Exercise details:
Every entry must be transcribed exactly as written.

[Stored dataset items]

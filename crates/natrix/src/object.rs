//! The public, owned value type crossing the host boundary.

use std::fmt::{self, Display};

use num_bigint::BigInt;
use num_traits::ToPrimitive;

use crate::{
    complex::PyComplex,
    machine::Context,
    numeric::float_repr,
    value::{Value, string_repr},
};

/// A value that can be passed to or returned from the interpreter.
///
/// This is the public-facing type: it owns all its data and can be
/// freely cloned, serialized, or stored, unlike the internal `Value`
/// which indexes into a context's arenas.
///
/// `Repr` is output-only: it carries the printed form of values (such as
/// functions) that have no host representation.
#[derive(Debug, Clone, PartialEq, serde::Serialize, serde::Deserialize)]
pub enum Object {
    /// Python's `None` singleton.
    #[serde(alias = "none", alias = "NoneType")]
    None,
    /// `True` or `False`.
    #[serde(alias = "bool")]
    Bool(bool),
    /// An integer that fits 64 bits.
    #[serde(alias = "int")]
    Int(i64),
    /// An arbitrary-precision integer (larger than i64).
    BigInt(BigInt),
    /// A 64-bit IEEE 754 float.
    #[serde(alias = "float")]
    Float(f64),
    /// A UTF-8 string.
    #[serde(alias = "str")]
    String(String),
    /// A complex number. Output-only across the module protocol.
    #[serde(alias = "complex")]
    Complex { real: f64, imag: f64 },
    /// Output-only: the printed form of a value with no host mapping.
    Repr(String),
}

impl Object {
    /// Wraps a `BigInt`, demoting to `Int` when it fits 64 bits.
    #[must_use]
    pub fn from_bigint(i: BigInt) -> Self {
        match i.to_i64() {
            Some(small) => Self::Int(small),
            None => Self::BigInt(i),
        }
    }

    /// Converts an interpreter value, using the context for function
    /// names.
    pub(crate) fn from_value(value: &Value, ctx: &Context) -> Self {
        match value {
            Value::Undefined => Self::None,
            Value::Bool(b) => Self::Bool(*b),
            Value::Int(i) => Self::from_bigint(i.clone()),
            Value::Float(f) => Self::Float(*f),
            Value::Str(s) => Self::String(s.to_string()),
            Value::Complex(z) => Self::Complex {
                real: z.real,
                imag: z.imag,
            },
            Value::Closure(_) | Value::Foreign(_) | Value::Builtin(_) => Self::Repr(value.py_str(ctx)),
        }
    }
}

impl Display for Object {
    /// The `repr()` form, matching what the chunk evaluator emits.
    fn fmt(&self, f: &mut fmt::Formatter<'_>) -> fmt::Result {
        match self {
            Self::None => f.write_str("None"),
            Self::Bool(true) => f.write_str("True"),
            Self::Bool(false) => f.write_str("False"),
            Self::Int(i) => write!(f, "{i}"),
            Self::BigInt(i) => write!(f, "{i}"),
            Self::Float(v) => f.write_str(&float_repr(*v)),
            Self::String(s) => f.write_str(&string_repr(s)),
            Self::Complex { real, imag } => write!(f, "{}", PyComplex::new(*real, *imag)),
            Self::Repr(r) => f.write_str(r),
        }
    }
}

#[cfg(test)]
mod tests {
    use pretty_assertions::assert_eq;

    use super::*;

    #[test]
    fn display_matches_python_repr() {
        assert_eq!(Object::Int(7).to_string(), "7");
        assert_eq!(Object::Float(7.0).to_string(), "7.0");
        assert_eq!(Object::Bool(true).to_string(), "True");
        assert_eq!(Object::None.to_string(), "None");
        assert_eq!(Object::Complex { real: 11.0, imag: 2.0 }.to_string(), "(11+2j)");
    }

    #[test]
    fn bigint_demotes_when_small() {
        assert_eq!(Object::from_bigint(BigInt::from(42)), Object::Int(42));
        let big = BigInt::from(2).pow(80);
        assert!(matches!(Object::from_bigint(big), Object::BigInt(_)));
    }

    #[test]
    fn json_round_trip() {
        let objects = vec![Object::Int(1), Object::Float(2.5), Object::String("hi".to_owned())];
        let json = serde_json::to_string(&objects).unwrap();
        let back: Vec<Object> = serde_json::from_str(&json).unwrap();
        assert_eq!(objects, back);
    }
}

Answer to the problem:
filename crates/natrix/src/object.rs
//! The public, owned value type crossing the host boundary.

use std::fmt::{self, Display};

use num_bigint::BigInt;
use num_traits::ToPrimitive;

use crate::{
    complex::PyComplex,
    machine::Context,
    numeric::float_repr,
    value::{Value, string_repr},
};

/// A value that can be passed to or returned from the interpreter.
///
/// This is the public-facing type: it owns all its data and can be
/// freely cloned, serialized, or stored, unlike the internal `Value`
/// which indexes into a context's arenas.
///
/// `Repr` is output-only: it carries the printed form of values (such as
/// functions) that have no host representation.
#[derive(Debug, Clone, PartialEq, serde::Serialize, serde::Deserialize)]
pub enum Object {
    /// Python's `None` singleton.
    #[serde(alias = "none", alias = "NoneType")]
    None,
    /// `True` or `False`.
    #[serde(alias = "bool")]
    Bool(bool),
    /// An integer that fits 64 bits.
    #[serde(alias = "int")]
    Int(i64),
    /// An arbitrary-precision integer (larger than i64).
    BigInt(BigInt),
    /// A 64-bit IEEE 754 float.
    #[serde(alias = "float")]
    Float(f64),
    /// A UTF-8 string.
    #[serde(alias = "str")]
    String(String),
    /// A complex number. Output-only across the module protocol.
    #[serde(alias = "complex")]
    Complex { real: f64, imag: f64 },
    /// Output-only: the printed form of a value with no host mapping.
    Repr(String),
}

impl Object {
    /// Wraps a `BigInt`, demoting to `Int` when it fits 64 bits.
    #[must_use]
    pub fn from_bigint(i: BigInt) -> Self {
        match i.to_i64() {
            Some(small) => Self::Int(small),
            None => Self::BigInt(i),
        }
    }

    /// Converts an interpreter value, using the context for function
    /// names.
    pub(crate) fn from_value(value: &Value, ctx: &Context) -> Self {
        match value {
            Value::Undefined => Self::None,
            Value::Bool(b) => Self::Bool(*b),
            Value::Int(i) => Self::from_bigint(i.clone()),
            Value::Float(f) => Self::Float(*f),
            Value::Str(s) => Self::String(s.to_string()),
            Value::Complex(z) => Self::Complex {
                real: z.real,
                imag: z.imag,
            },
            Value::Closure(_) | Value::Foreign(_) | Value::Builtin(_) => Self::Repr(value.py_str(ctx)),
        }
    }
}

impl Display for Object {
    /// The `repr()` form, matching what the chunk evaluator emits.
    fn fmt(&self, f: &mut fmt::Formatter<'_>) -> fmt::Result {
        match self {
            Self::None => f.write_str("None"),
            Self::Bool(true) => f.write_str("True"),
            Self::Bool(false) => f.write_str("False"),
            Self::Int(i) => write!(f, "{i}"),
            Self::BigInt(i) => write!(f, "{i}"),
            Self::Float(v) => f.write_str(&float_repr(*v)),
            Self::String(s) => f.write_str(&string_repr(s)),
            Self::Complex { real, imag } => write!(f, "{}", PyComplex::new(*real, *imag)),
            Self::Repr(r) => f.write_str(r),
        }
    }
}

#[cfg(test)]
mod tests {
    use pretty_assertions::assert_eq;

    use super::*;

    #[test]
    fn display_matches_python_repr() {
        assert_eq!(Object::Int(7).to_string(), "7");
        assert_eq!(Object::Float(7.0).to_string(), "7.0");
        assert_eq!(Object::Bool(true).to_string(), "True");
        assert_eq!(Object::None.to_string(), "None");
        assert_eq!(Object::Complex { real: 11.0, imag: 2.0 }.to_string(), "(11+2j)");
    }

    #[test]
    fn bigint_demotes_when_small() {
        assert_eq!(Object::from_bigint(BigInt::from(42)), Object::Int(42));
        let big = BigInt::from(2).pow(80);
        assert!(matches!(Object::from_bigint(big), Object::BigInt(_)));
    }

    #[test]
    fn json_round_trip() {
        let objects = vec![Object::Int(1), Object::Float(2.5), Object::String("hi".to_owned())];
        let json = serde_json::to_string(&objects).unwrap();
        let back: Vec<Object> = serde_json::from_str(&json).unwrap();
        assert_eq!(objects, back);
    }
}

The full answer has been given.